All of the data is to be restated word for word.

EXERCISE MATERIAL >>
********

use hearth_cloud::CloudEngine;
use hearth_config::Config;
use hearth_domain::{CommandHandle, CommandState, DeviceModel, DomainError, Role};
use serde_json::{json, Map, Value};
use std::str::FromStr;
use std::sync::Arc;
use tracing::warn;

/// Component hosting the built-in traits.
pub const DEVICE_COMPONENT: &str = "device";

const TRAIT_DEFS: &str = r#"{
  "device": {
    "commands": {
      "setConfig": {
        "minimalRole": "user",
        "parameters": {
          "name": {"type": "string"},
          "description": {"type": "string"},
          "location": {"type": "string"}
        }
      }
    },
    "state": {
      "name": {"isRequired": true, "type": "string"},
      "description": {"isRequired": true, "type": "string"},
      "location": {"type": "string"},
      "hardwareId": {"isRequired": true, "type": "string"},
      "serialNumber": {"isRequired": true, "type": "string"},
      "firmwareVersion": {"isRequired": true, "type": "string"}
    }
  },
  "privet": {
    "commands": {
      "setConfig": {
        "minimalRole": "manager",
        "parameters": {
          "isLocalAccessEnabled": {"type": "boolean"},
          "maxRoleForAnonymousAccess": {
            "type": "string",
            "enum": ["none", "viewer", "user", "manager"]
          }
        }
      }
    },
    "state": {
      "apiVersion": {"isRequired": true, "type": "string"},
      "isLocalAccessEnabled": {"isRequired": true, "type": "boolean"},
      "maxRoleForAnonymousAccess": {
        "isRequired": true,
        "type": "string",
        "enum": ["none", "viewer", "user", "manager"]
      }
    }
  }
}"#;

/// Implements the `device` and `privet` traits on top of the settings
/// transaction layer.
pub struct BaseApiHandler {
    model: Arc<DeviceModel>,
    config: Arc<Config>,
}

impl BaseApiHandler {
    /// Loads the trait definitions and wires the command handlers. The
    /// hosting component must already exist.
    pub fn start(
        model: Arc<DeviceModel>,
        config: Arc<Config>,
        cloud: Option<Arc<CloudEngine>>,
    ) -> Result<Arc<BaseApiHandler>, DomainError> {
        let handler = Arc::new(BaseApiHandler {
            model: model.clone(),
            config: config.clone(),
        });

        // Constant state, set once.
        let settings = config.settings();
        set_state(
            &model,
            json!({
                "device": {
                    "firmwareVersion": settings.firmware_version,
                    "hardwareId": settings.device_id,
                    "serialNumber": settings.serial_number,
                },
                "privet": {"apiVersion": "3"},
            }),
        )?;

        // Mutable state follows every settings commit.
        {
            let weak = Arc::downgrade(&handler);
            config
                .on_changed(move |settings| {
                    let Some(handler) = weak.upgrade() else { return };
                    let result = set_state(
                        &handler.model,
                        json!({
                            "device": {
                                "name": settings.name,
                                "description": settings.description,
                                "location": settings.location,
                            },
                            "privet": {
                                "isLocalAccessEnabled": settings.local_access_enabled,
                                "maxRoleForAnonymousAccess":
                                    settings.local_anonymous_access_role.as_str(),
                            },
                        }),
                    );
                    if let Err(e) = result {
                        warn!(error = %e, "failed to mirror settings into state");
                    }
                })
                .detach();
        }

        {
            let weak = Arc::downgrade(&handler);
            let cloud = cloud.clone();
            model.add_command_handler(DEVICE_COMPONENT, "device.setConfig", move |cmd| {
                if let Some(handler) = weak.upgrade() {
                    handler.device_set_config(cmd, cloud.as_ref());
                }
            })?;
        }
        {
            let weak = Arc::downgrade(&handler);
            model.add_command_handler(DEVICE_COMPONENT, "privet.setConfig", move |cmd| {
                if let Some(handler) = weak.upgrade() {
                    handler.privet_set_config(cmd);
                }
            })?;
        }

        Ok(handler)
    }

    pub fn trait_definitions() -> Value {
        serde_json::from_str(TRAIT_DEFS).unwrap_or(Value::Null)
    }

    fn device_set_config(&self, cmd: CommandHandle, cloud: Option<&Arc<CloudEngine>>) {
        let Some(command) = cmd.upgrade() else { return };
        debug_assert_eq!(command.state(), CommandState::Queued);
        if command.set_progress(Map::new()).is_err() {
            return;
        }

        let settings = self.config.settings();
        let parameters = command.parameters();
        let field = |key: &str, current: &str| {
            parameters
                .get(key)
                .and_then(Value::as_str)
                .unwrap_or(current)
                .to_string()
        };
        let name = field("name", &settings.name);
        let description = field("description", &settings.description);
        let location = field("location", &settings.location);

        let mut tx = self.config.edit();
        tx.set_name(name).set_description(description).set_location(location);
        tx.commit();

        if let Some(cloud) = cloud {
            if cloud.have_registration_credentials() {
                cloud.update_device_resource_deferred();
            }
        }
        let _ = command.complete(Map::new());
    }

    fn privet_set_config(&self, cmd: CommandHandle) {
        let Some(command) = cmd.upgrade() else { return };
        if command.set_progress(Map::new()).is_err() {
            return;
        }

        let settings = self.config.settings();
        let parameters = command.parameters();
        let enabled = parameters
            .get("isLocalAccessEnabled")
            .and_then(Value::as_bool)
            .unwrap_or(settings.local_access_enabled);
        // The schema's enum constraint already vetted the value.
        let role = parameters
            .get("maxRoleForAnonymousAccess")
            .and_then(Value::as_str)
            .and_then(|s| Role::from_str(s).ok())
            .unwrap_or(settings.local_anonymous_access_role);

        let mut tx = self.config.edit();
        tx.set_local_access_enabled(enabled)
            .set_local_anonymous_access_role(role);
        tx.commit();

        let _ = command.complete(Map::new());
    }
}

fn set_state(model: &Arc<DeviceModel>, value: Value) -> Result<u64, DomainError> {
    let patch = value.as_object().cloned().unwrap_or_default();
    model.set_state_properties(DEVICE_COMPONENT, &patch)
}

********

RESPONSE TO THIS TASK >>
use hearth_cloud::CloudEngine;
use hearth_config::Config;
use hearth_domain::{CommandHandle, CommandState, DeviceModel, DomainError, Role};
use serde_json::{json, Map, Value};
use std::str::FromStr;
use std::sync::Arc;
use tracing::warn;

/// Component hosting the built-in traits.
pub const DEVICE_COMPONENT: &str = "device";

const TRAIT_DEFS: &str = r#"{
  "device": {
    "commands": {
      "setConfig": {
        "minimalRole": "user",
        "parameters": {
          "name": {"type": "string"},
          "description": {"type": "string"},
          "location": {"type": "string"}
        }
      }
    },
    "state": {
      "name": {"isRequired": true, "type": "string"},
      "description": {"isRequired": true, "type": "string"},
      "location": {"type": "string"},
      "hardwareId": {"isRequired": true, "type": "string"},
      "serialNumber": {"isRequired": true, "type": "string"},
      "firmwareVersion": {"isRequired": true, "type": "string"}
    }
  },
  "privet": {
    "commands": {
      "setConfig": {
        "minimalRole": "manager",
        "parameters": {
          "isLocalAccessEnabled": {"type": "boolean"},
          "maxRoleForAnonymousAccess": {
            "type": "string",
            "enum": ["none", "viewer", "user", "manager"]
          }
        }
      }
    },
    "state": {
      "apiVersion": {"isRequired": true, "type": "string"},
      "isLocalAccessEnabled": {"isRequired": true, "type": "boolean"},
      "maxRoleForAnonymousAccess": {
        "isRequired": true,
        "type": "string",
        "enum": ["none", "viewer", "user", "manager"]
      }
    }
  }
}"#;

/// Implements the `device` and `privet` traits on top of the settings
/// transaction layer.
pub struct BaseApiHandler {
    model: Arc<DeviceModel>,
    config: Arc<Config>,
}

impl BaseApiHandler {
    /// Loads the trait definitions and wires the command handlers. The
    /// hosting component must already exist.
    pub fn start(
        model: Arc<DeviceModel>,
        config: Arc<Config>,
        cloud: Option<Arc<CloudEngine>>,
    ) -> Result<Arc<BaseApiHandler>, DomainError> {
        let handler = Arc::new(BaseApiHandler {
            model: model.clone(),
            config: config.clone(),
        });

        // Constant state, set once.
        let settings = config.settings();
        set_state(
            &model,
            json!({
                "device": {
                    "firmwareVersion": settings.firmware_version,
                    "hardwareId": settings.device_id,
                    "serialNumber": settings.serial_number,
                },
                "privet": {"apiVersion": "3"},
            }),
        )?;

        // Mutable state follows every settings commit.
        {
            let weak = Arc::downgrade(&handler);
            config
                .on_changed(move |settings| {
                    let Some(handler) = weak.upgrade() else { return };
                    let result = set_state(
                        &handler.model,
                        json!({
                            "device": {
                                "name": settings.name,
                                "description": settings.description,
                                "location": settings.location,
                            },
                            "privet": {
                                "isLocalAccessEnabled": settings.local_access_enabled,
                                "maxRoleForAnonymousAccess":
                                    settings.local_anonymous_access_role.as_str(),
                            },
                        }),
                    );
                    if let Err(e) = result {
                        warn!(error = %e, "failed to mirror settings into state");
                    }
                })
                .detach();
        }

        {
            let weak = Arc::downgrade(&handler);
            let cloud = cloud.clone();
            model.add_command_handler(DEVICE_COMPONENT, "device.setConfig", move |cmd| {
                if let Some(handler) = weak.upgrade() {
                    handler.device_set_config(cmd, cloud.as_ref());
                }
            })?;
        }
        {
            let weak = Arc::downgrade(&handler);
            model.add_command_handler(DEVICE_COMPONENT, "privet.setConfig", move |cmd| {
                if let Some(handler) = weak.upgrade() {
                    handler.privet_set_config(cmd);
                }
            })?;
        }

        Ok(handler)
    }

    pub fn trait_definitions() -> Value {
        serde_json::from_str(TRAIT_DEFS).unwrap_or(Value::Null)
    }

    fn device_set_config(&self, cmd: CommandHandle, cloud: Option<&Arc<CloudEngine>>) {
        let Some(command) = cmd.upgrade() else { return };
        debug_assert_eq!(command.state(), CommandState::Queued);
        if command.set_progress(Map::new()).is_err() {
            return;
        }

        let settings = self.config.settings();
        let parameters = command.parameters();
        let field = |key: &str, current: &str| {
            parameters
                .get(key)
                .and_then(Value::as_str)
                .unwrap_or(current)
                .to_string()
        };
        let name = field("name", &settings.name);
        let description = field("description", &settings.description);
        let location = field("location", &settings.location);

        let mut tx = self.config.edit();
        tx.set_name(name).set_description(description).set_location(location);
        tx.commit();

        if let Some(cloud) = cloud {
            if cloud.have_registration_credentials() {
                cloud.update_device_resource_deferred();
            }
        }
        let _ = command.complete(Map::new());
    }

    fn privet_set_config(&self, cmd: CommandHandle) {
        let Some(command) = cmd.upgrade() else { return };
        if command.set_progress(Map::new()).is_err() {
            return;
        }

        let settings = self.config.settings();
        let parameters = command.parameters();
        let enabled = parameters
            .get("isLocalAccessEnabled")
            .and_then(Value::as_bool)
            .unwrap_or(settings.local_access_enabled);
        // The schema's enum constraint already vetted the value.
        let role = parameters
            .get("maxRoleForAnonymousAccess")
            .and_then(Value::as_str)
            .and_then(|s| Role::from_str(s).ok())
            .unwrap_or(settings.local_anonymous_access_role);

        let mut tx = self.config.edit();
        tx.set_local_access_enabled(enabled)
            .set_local_anonymous_access_role(role);
        tx.commit();

        let _ = command.complete(Map::new());
    }
}

fn set_state(model: &Arc<DeviceModel>, value: Value) -> Result<u64, DomainError> {
    let patch = value.as_object().cloned().unwrap_or_default();
    model.set_state_properties(DEVICE_COMPONENT, &patch)
}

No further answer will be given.